A brief history lesson is needed to understand how a seemingly normal business transaction could become politicised so fast.

When Mr Li won the battle for control of Cable&Wireless HKT in 2000, he received heavy backing from mainland authorities concerned about a rival bid by determined Singapore Telecommunications (SingTel). The Bank of China was one of the leading lenders to Mr Li's war chest, and he also received political blessings from senior officials in Beijing.

But since the bursting of the technology bubble and Hong Kong's efforts to liberalise its telecom industry, the company now known as PCCW has seen its stock price plunge and market share dwindle.

More importantly, it has made little headway in expanding into the mainland's potentially lucrative telecom market, despite promises of help from Beijing officials.

Beijing could have eased PCCW's entry into the mainland market by including the opening of China's telecom sector in the Closer Economic Partnership Arrangement. But this has been held up by wrangling between central government ministries.

As the central government realised Mr Li was growing impatient, China Netcom stepped in and bought 20 per cent of PCCW for US$1 billion in January last year.

Mainland authorities have refrained from taking majority control of PCCW for fear of accusations of meddling with public utilities in Hong Kong.

But Beijing has also been equally adamant that PCCW, which provides essential telecom services to the Hong Kong government and major businesses, should remain in the hands of Hongkongers and not be sold to foreign investors.

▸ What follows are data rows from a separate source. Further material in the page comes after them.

//! Config command - show the resolved configuration.

use std::path::Path;

use anyhow::Context;
use console::style;

use jobclip_core::Config;

use crate::env::default_env_path;

pub fn run(env_file: Option<&Path>) -> anyhow::Result<()> {
    match env_file {
        Some(path) => println!("Env file: {}", path.display()),
        None => {
            println!(
                "{} No env file found, reading the process environment.",
                style("ℹ").blue()
            );
            println!("Create {} to configure jobclip.", default_env_path().display());
        }
    }

    let config = Config::from_env().context("Invalid configuration")?;

    println!("{}", serde_json::to_string_pretty(&config)?);

    Ok(())
}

From Beijing's perspective, foreign takeovers of major telecom providers are rare even in the most western countries due to perceived political and strategic implications.

The strong statement from China Netcom which followed the announcement of the bidding for PCCW's core assets reflected the central government's position when it said it 'did not want to see any changes in PCCW which is owned and managed by Hong Kong people'.

What also angered officials in Beijing was that Mr Li, characteristic of his style, failed to notify the mainland authorities in advance of the sale and was seen as the key person promoting the sale of PCCW's core assets.

Mainland sources said representatives of Macquarie Group and TPG-Newbridge last week met high-ranking officials in Beijing to gauge their reactions.

The officials were said to have left little doubt that they would vigorously oppose the current deal. That explains a flurry of reports saying both firms were willing to revise their offers and planning to offer China Netcom up to a 50 per cent stake in the deal.

But mainland sources have said China Netcom was unlikely to change its position - that it will not increase or reduce its PCCW stake. What is going to happen next?

With Beijing's adamant opposition, it will be almost impossible for Mr Li to push for the sale in its current form. Even if Mr Li wanted to, the two bidders would probably not be willing to offend Beijing.

But it also looks unlikely that the deal will be scrapped completely, not least because this could cause an uproar among PCCW's hundreds of thousands of long-suffering shareholders - most of them Hong Kong residents - eager for a cash payout and prompt them to take to the streets.

A more likely outcome is that prominent Hong Kong investors could be persuaded to join Macquarie's or TPG-Newbridge's consortium as key shareholders to ease Beijing's fears over the sale to foreign parties. For this to happen, Beijing should also step up efforts to include opening of the mainland's telecom sector in the Cepa scheme.